For a long time, quicksort was seen as the best way to implement a general sorting algorithm. Quicksort works as follows:

• It first selects one number from the list, which is called the “pivot”.
• It then moves all items bigger than the pivot to the back of the list, and all items smaller than the pivot to the front. This is called the “partition operation”, and leads to the pivot being in its final place.
• Then the quicksort procedure is recursively repeated for the partitions. The recursion ends when a partition is of size 1 or less.

Note that the choice of pivot is important for the efficiency of the algorithm. A common choice is to simply take the last element of the list, but depending on the data, a different choice might be apt.

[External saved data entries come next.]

//! Immutable game tuning loaded once at startup
//!
//! The whole payload comes from `assets/config.json` (or `Default` in the
//! native demo), gets validated, and is then handed to `GameState::new` by
//! value. Nothing mutates it afterwards; if the payload is bad the game
//! simply never leaves the idle screen.

use serde::{Deserialize, Serialize};
use thiserror::Error;

use crate::consts;

/// What can go wrong between requesting the payload and owning a valid one
#[derive(Debug, Error)]
pub enum ConfigError {
    #[error("config fetch failed: {0}")]
    Fetch(String),
    #[error("config is not valid JSON: {0}")]
    Parse(#[from] serde_json::Error),
    #[error("invalid config: {0}")]
    Invalid(String),
}

/// Brick wall layout and palette
#[derive(Debug, Clone, Serialize, Deserialize)]
#[serde(rename_all = "camelCase", default)]
pub struct BrickSettings {
    /// Grid dimensions a level blueprint may use at most
    pub rows: usize,
    pub cols: usize,
    /// Brick height in px; width is derived from `cols` and the margins
    pub height: f32,
    /// Gap between neighbouring bricks
    pub spacing: f32,
    /// Margin between the brick wall and the playfield edges
    pub gutter: f32,
    /// Fill colors indexed by remaining hits (last entry covers anything tougher)
    pub colors: Vec<String>,
}

impl Default for BrickSettings {
    fn default() -> Self {
        Self {
            rows: 6,
            cols: 10,
            height: 16.0,
            spacing: 4.0,
            gutter: 20.0,
            colors: vec!["#3aa7e0".into(), "#e0a63a".into(), "#e05c3a".into()],
        }
    }
}

/// Paddle shape and motion tuning
#[derive(Debug, Clone, Serialize, Deserialize)]
#[serde(rename_all = "camelCase", default)]
pub struct PaddleSettings {
    pub width: f32,
    pub height: f32,
    pub color: String,
    /// Gap between the paddle and the bottom of the playfield
    pub bottom_margin: f32,
    /// Horizontal margin the paddle never enters on either side
    pub side_space: f32,
    /// Tween duration for a full playfield-width move
    pub max_tween_ms: f32,
    /// Scale of the spin impulse added on off-center paddle hits
    pub spin_impact: f32,
}

impl Default for PaddleSettings {
    fn default() -> Self {
        Self {
            width: 96.0,
            height: 14.0,
            color: "#e8ecf1".into(),
            bottom_margin: 24.0,
            side_space: 20.0,
            max_tween_ms: 400.0,
            spin_impact: 0.25,
        }
    }
}

/// Ball shape and kinematics tuning
#[derive(Debug, Clone, Serialize, Deserialize)]
#[serde(rename_all = "camelCase", default)]
pub struct BallSettings {
    /// Serve speed per axis, px/ms
    pub speed: f32,
    /// Acceleration magnitude, px/ms²
    pub accel: f32,
    pub radius: f32,
    pub color: String,
}

impl Default for BallSettings {
    fn default() -> Self {
        Self {
            speed: 0.22,
            accel: 0.000002,
            radius: 7.0,
            color: "#f5f7fa".into(),
        }
    }
}

/// Round structure and scoring
#[derive(Debug, Clone, Serialize, Deserialize)]
#[serde(rename_all = "camelCase", default)]
pub struct GameRules {
    /// Starting level (index into `levels`)
    pub level: u32,
    /// Starting score; nonzero mostly for testing
    pub score: u32,
    pub lives: u32,
    /// Points awarded per brick hit (not per brick destroyed)
    pub brick_points: u32,
    /// Collision passes allowed within one frame before the ball counts as stuck
    pub pass_cap: u32,
    /// Resolve collisions on a web worker instead of the main thread
    pub use_worker: bool,
    /// Level blueprints: grids of hit counts, 0 = no brick
    pub levels: Vec<Vec<Vec<u8>>>,
}

impl Default for GameRules {
    fn default() -> Self {
        Self {
            level: 0,
            score: 0,
            lives: 3,
            brick_points: 20,
            pass_cap: 10,
            use_worker: false,
            levels: default_levels(),
        }
    }
}

fn default_levels() -> Vec<Vec<Vec<u8>>> {
    vec![
        vec![
            vec![1, 1, 1, 1, 1, 1, 1, 1, 1, 1],
            vec![1, 1, 1, 1, 1, 1, 1, 1, 1, 1],
            vec![1, 1, 1, 1, 1, 1, 1, 1, 1, 1],
        ],
        vec![
            vec![2, 2, 2, 2, 2, 2, 2, 2, 2, 2],
            vec![1, 1, 2, 2, 2, 2, 2, 2, 1, 1],
            vec![1, 1, 1, 1, 1, 1, 1, 1, 1, 1],
            vec![0, 0, 1, 1, 1, 1, 1, 1, 0, 0],
        ],
        vec![
            vec![3, 3, 3, 2, 2, 2, 2, 3, 3, 3],
            vec![2, 2, 2, 2, 2, 2, 2, 2, 2, 2],
            vec![1, 1, 2, 1, 1, 1, 1, 2, 1, 1],
            vec![1, 1, 1, 1, 1, 1, 1, 1, 1, 1],
            vec![0, 1, 1, 0, 0, 0, 0, 1, 1, 0],
        ],
    ]
}

/// Audio cue sources
#[derive(Debug, Clone, Serialize, Deserialize)]
#[serde(rename_all = "camelCase", default)]
pub struct SoundPaths {
    pub brick: String,
    pub paddle: String,
    pub game_over: String,
}

impl Default for SoundPaths {
    fn default() -> Self {
        Self {
            brick: "assets/sounds/brick.mp3".into(),
            paddle: "assets/sounds/paddle.mp3".into(),
            game_over: "assets/sounds/gameover.mp3".into(),
        }
    }
}

/// Face-tracking input shaping
#[derive(Debug, Clone, Serialize, Deserialize)]
#[serde(rename_all = "camelCase", default)]
pub struct FaceSettings {
    /// Fraction of the camera frame on each side mapped off the playfield,
    /// so a small head movement covers the whole paddle lane
    pub side_margin: f32,
    /// Minimum ratio change accepted from the detector; smaller moves are noise
    pub jitter: f32,
}

impl Default for FaceSettings {
    fn default() -> Self {
        Self {
            side_margin: 0.15,
            jitter: 0.02,
        }
    }
}

/// The full tuning payload
#[derive(Debug, Clone, Default, Serialize, Deserialize)]
#[serde(rename_all = "camelCase", default)]
pub struct GameConfig {
    pub bricks: BrickSettings,
    pub paddle: PaddleSettings,
    pub ball: BallSettings,
    pub game: GameRules,
    pub sounds: SoundPaths,
    pub face_detect: FaceSettings,
}

impl GameConfig {
    /// Deserialize and validate a JSON payload
    pub fn parse(json: &str) -> Result<Self, ConfigError> {
        let config: Self = serde_json::from_str(json)?;
        config.validate()?;
        Ok(config)
    }

    /// Reject payloads the sim cannot run on
    pub fn validate(&self) -> Result<(), ConfigError> {
        fn fail(msg: impl Into<String>) -> Result<(), ConfigError> {
            Err(ConfigError::Invalid(msg.into()))
        }

        if self.bricks.rows == 0 || self.bricks.cols == 0 {
            return fail("brick grid must have at least one row and column");
        }
        if self.bricks.colors.is_empty() {
            return fail("brick palette is empty");
        }
        if self.bricks.spacing < 0.0 || self.bricks.gutter < 0.0 {
            return fail("brick spacing and gutter must be non-negative");
        }
        if self.brick_width() <= 0.0 {
            return fail("brick grid does not fit the playfield width");
        }
        if self.paddle.width <= 0.0 || self.paddle.height <= 0.0 {
            return fail("paddle dimensions must be positive");
        }
        if self.paddle.max_tween_ms < 0.0 {
            return fail("paddle tween duration must be non-negative");
        }
        if self.ball.radius <= 0.0 || self.ball.speed <= 0.0 {
            return fail("ball radius and speed must be positive");
        }
        if self.ball.accel < 0.0 {
            return fail("ball acceleration must be non-negative");
        }
        if self.game.lives == 0 {
            return fail("at least one life is required");
        }
        if self.game.pass_cap == 0 {
            return fail("collision pass cap must be at least 1");
        }
        if self.game.levels.is_empty() {
            return fail("at least one level blueprint is required");
        }
        for (i, level) in self.game.levels.iter().enumerate() {
            if level.len() > self.bricks.rows {
                return fail(format!("level {i} has more rows than the brick grid"));
            }
            if level.iter().any(|row| row.len() > self.bricks.cols) {
                return fail(format!("level {i} has a row wider than the brick grid"));
            }
            if level.iter().all(|row| row.iter().all(|&h| h == 0)) {
                return fail(format!("level {i} has no bricks"));
            }
        }
        if !(0.0..0.5).contains(&self.face_detect.side_margin) {
            return fail("face side margin must be in [0, 0.5)");
        }
        if self.face_detect.jitter < 0.0 {
            return fail("face jitter threshold must be non-negative");
        }
        Ok(())
    }

    /// Width of one brick for the configured column count
    pub fn brick_width(&self) -> f32 {
        let b = &self.bricks;
        (consts::PLAYFIELD_W - 2.0 * b.gutter - (b.cols as f32 - 1.0) * b.spacing) / b.cols as f32
    }

    /// Blueprint for `level`, holding on the last one once past the end
    pub fn blueprint(&self, level: u32) -> &[Vec<u8>] {
        if self.game.levels.is_empty() {
            return &[];
        }
        let idx = (level as usize).min(self.game.levels.len() - 1);
        &self.game.levels[idx]
    }

    /// Fetch and parse the payload from the server (WASM only)
    #[cfg(target_arch = "wasm32")]
    pub async fn fetch(url: &str) -> Result<Self, ConfigError> {
        use wasm_bindgen::JsCast;
        use wasm_bindgen_futures::JsFuture;

        let window =
            web_sys::window().ok_or_else(|| ConfigError::Fetch("no window object".into()))?;
        let resp = JsFuture::from(window.fetch_with_str(url))
            .await
            .map_err(|e| ConfigError::Fetch(format!("{e:?}")))?;
        let resp: web_sys::Response = resp
            .dyn_into()
            .map_err(|_| ConfigError::Fetch("fetch did not return a Response".into()))?;
        if !resp.ok() {
            return Err(ConfigError::Fetch(format!(
                "HTTP {} for {url}",
                resp.status()
            )));
        }
        let text = resp
            .text()
            .map_err(|e| ConfigError::Fetch(format!("{e:?}")))?;
        let text = JsFuture::from(text)
            .await
            .map_err(|e| ConfigError::Fetch(format!("{e:?}")))?;
        Self::parse(&text.as_string().unwrap_or_default())
    }
}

The following is a very efficient in-place implementation of quicksort.

# This function creates two partitions around the pivot.
# The partitions are created in a sublist of tlist, namely between index lo and hi.
# Pivot is selected as the last item.
# The function then makes sure that all elements higher than pivot are at the end.
# Finally, it puts pivot between the two partitions, and returns the position of pivot.
def partition( tlist, lo, hi ):
    pivot = tlist[hi]
    i = lo - 1    
    for j in range( lo, hi ):
        if tlist[j] < pivot:
            i += 1
            tlist[i], tlist[j] = tlist[j], tlist[i]
    if tlist[hi] < tlist[i+1]:
        tlist[i+1], tlist[hi] = tlist[hi], tlist[i+1]
    return i+1

# This recursive function applies quicksort to tlist, between index lo and index hi.
def qs( tlist, lo, hi ):
    if lo < hi:
        p = partition( tlist, lo, hi )
        qs( tlist, lo, p-1 )
        qs( tlist, p+1, hi )

def quicksort( tlist ):
    qs( tlist, 0, len( tlist )-1 )
        
numlist = [8, 3, 5, 11, 5, 33, 2, 2, 0, 9, 12, 26, 1, 9, 18]
quicksort( numlist )
print( numlist )

Quicksort is O(n*log(n)), i.e., the same as merge sort. However, it tends to be two to three times faster than merge sort. Moreover, as the algorithm above shows, it can be easily implemented as an in-place procedure.

A disadvantage of quicksort is that it is “unstable”. This means that if two elements of the list are considered of equal value, then after sorting they might have switched places. This does not matter for lists of numbers, of course, but if you want to sort, for instance, a deck of cards according to card value, and the 5 of Clubs is earlier in the deck than the 5 of Diamonds, then you might want to keep them in that order. With quicksort, it is no saying what their final order will be.

Naturally, quicksort also shares merge sort’s disadvantages that come with it being recursive. However, the in-place implementation at least is very light on memory and stack usage.